Her English is generally excellent, but it includes many odd expressions, some of them localisms, I think, though I do not know whence they come. Occasionally, too, she frames her English sentences after a French rhetorical model, and the result is sometimes amusing. And another habit of hers which interests me is her peculiar use of auxiliary verbs and intensives. Instead of saying, “I had my dinner,” she sometimes says, “I did have my dinner,” and to-day when we had strawberries and cream for snack, she said, “I do find the strawberries with the cream to be very good.”
Yet never once have I detected the smallest suggestion of “broken English” in her speech, except that now and then she places the accent on a wrong syllable, as a foreigner might. Thus, when she first came, she spoke of something as excellent. I spoke the word correctly soon afterward, and never since has she mispronounced it. Indeed, her quickness in learning and her exceeding conscientiousness promise to obliterate all that is peculiar in her speech before you get home again, unless you come quickly.
The girl doesn’t know what to make of Mammy. That dearest of despots has conceived a great affection for this new “precious chile,” and she tyrannises over her accordingly. She refused to let her get up the other morning until after she had taken a cup of coffee in bed, simply because no fire had been lighted in her room that morning. And how Mammy did scold when she learned that Evelyn, thinking a fire unnecessary, had sent the maid away who had gone to light it!
“You’se jes’ anudder sich as Mis’ Dorothy,” she said. “Jes’ case it’s spring yo’ won’t hab no fire to dress by even when it’s a-rainin’. An’ so you’se a-tryin’ to cotch yo death o’ cole, jes’ to spite ole Mammy.

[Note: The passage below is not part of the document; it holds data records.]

//! Run context: named inputs for a single execution
//!
//! The context is assembled before a run (manifest defaults, then CLI
//! overrides) and is read-only once execution begins. Targets never write
//! to it; cross-target data passing is not part of this model.

use std::collections::HashMap;

/// Named string inputs available to conditions and actions during a run
#[derive(Debug, Clone, Default, PartialEq)]
pub struct RunContext(HashMap<String, String>);

impl RunContext {
    /// Creates an empty context
    pub fn new() -> Self {
        Self(HashMap::new())
    }

    /// Sets an input value, replacing any previous value for the key
    pub fn set(&mut self, key: impl Into<String>, value: impl Into<String>) {
        self.0.insert(key.into(), value.into());
    }

    /// Gets an input value by name
    pub fn get(&self, key: &str) -> Option<&str> {
        self.0.get(key).map(String::as_str)
    }

    /// Returns true if the input is present and non-empty
    ///
    /// This is the check backing a target's `requires` list: an empty
    /// string is treated the same as an absent input.
    pub fn is_set(&self, key: &str) -> bool {
        self.0.get(key).map(|v| !v.is_empty()).unwrap_or(false)
    }

    /// Returns true if the input is set to a truthy value
    ///
    /// Truthy means present, non-empty, and not `0`, `false`, or `no`
    /// (case-insensitive).
    pub fn is_truthy(&self, key: &str) -> bool {
        match self.get(key) {
            Some(v) if !v.is_empty() => {
                !matches!(v.to_ascii_lowercase().as_str(), "0" | "false" | "no")
            }
            _ => false,
        }
    }

    /// Returns the number of inputs
    pub fn len(&self) -> usize {
        self.0.len()
    }

    /// Returns true if no inputs are set
    pub fn is_empty(&self) -> bool {
        self.0.is_empty()
    }

    /// Iterates over all inputs
    pub fn iter(&self) -> impl Iterator<Item = (&String, &String)> {
        self.0.iter()
    }
}

impl<K: Into<String>, V: Into<String>> FromIterator<(K, V)> for RunContext {
    fn from_iter<I: IntoIterator<Item = (K, V)>>(iter: I) -> Self {
        Self(
            iter.into_iter()
                .map(|(k, v)| (k.into(), v.into()))
                .collect(),
        )
    }
}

No, yo’ ain’t a-gwine to git up yit. Don’t you dar try to. You’se jes’ a-gwine to lay still till dem no-’count niggas in de dinin’-room sen’s you a cup o’ coffee what Mammy’s done tole ’em to bring jes’ as soon as it’s ready. An’ de next time you goes fer to stop de makin’ o’ you dressin’-fire, you’se a-gwine to heah from Mammy, yo’ is. Jes’ you bear dat in mind.”
Evelyn doesn’t quite understand. She says she thought we controlled our servants, while in fact they control us. But she heartily likes Mammy’s coddling tyranny—as what rightly constructed girl could fail to do? Do you know, Arthur, the worst thing about this war is that there’ll never be any more old mammies after it is ended?
I’m teaching Evelyn chemistry, among other things, and she learns with a rapidity that is positively astonishing. She has a perfect passion for precision, which will make her invaluable in the laboratory presently. Her deftness of hand, her accuracy, her conscientious devotion to whatever she does, are qualities that are hard to match. She never makes a false motion, even when doing the most unaccustomed things; and whatever she does, she does conscientiously, as if its doing were the sum of human duty. I am positively fascinated with her. If I were a man, I should fall in love with her in a fashion that would stop not at fire or flood. I ought to add that the girl is a marvel of frankness—as much as any child might be—and that her truthfulness is of the absolute, matter-of-course kind which knows no other way. But these things you will have inferred from what I have written before, if I have succeeded even in a small way in describing Evelyn’s character. I heartily wish I knew her history; not because of feminine curiosity, but because such knowledge might aid me in my effort to guide and educate her aright. However, no such aid is really necessary. With one so perfectly truthful, and so childishly frank, I shall need only to study herself in order to know what to do in her education.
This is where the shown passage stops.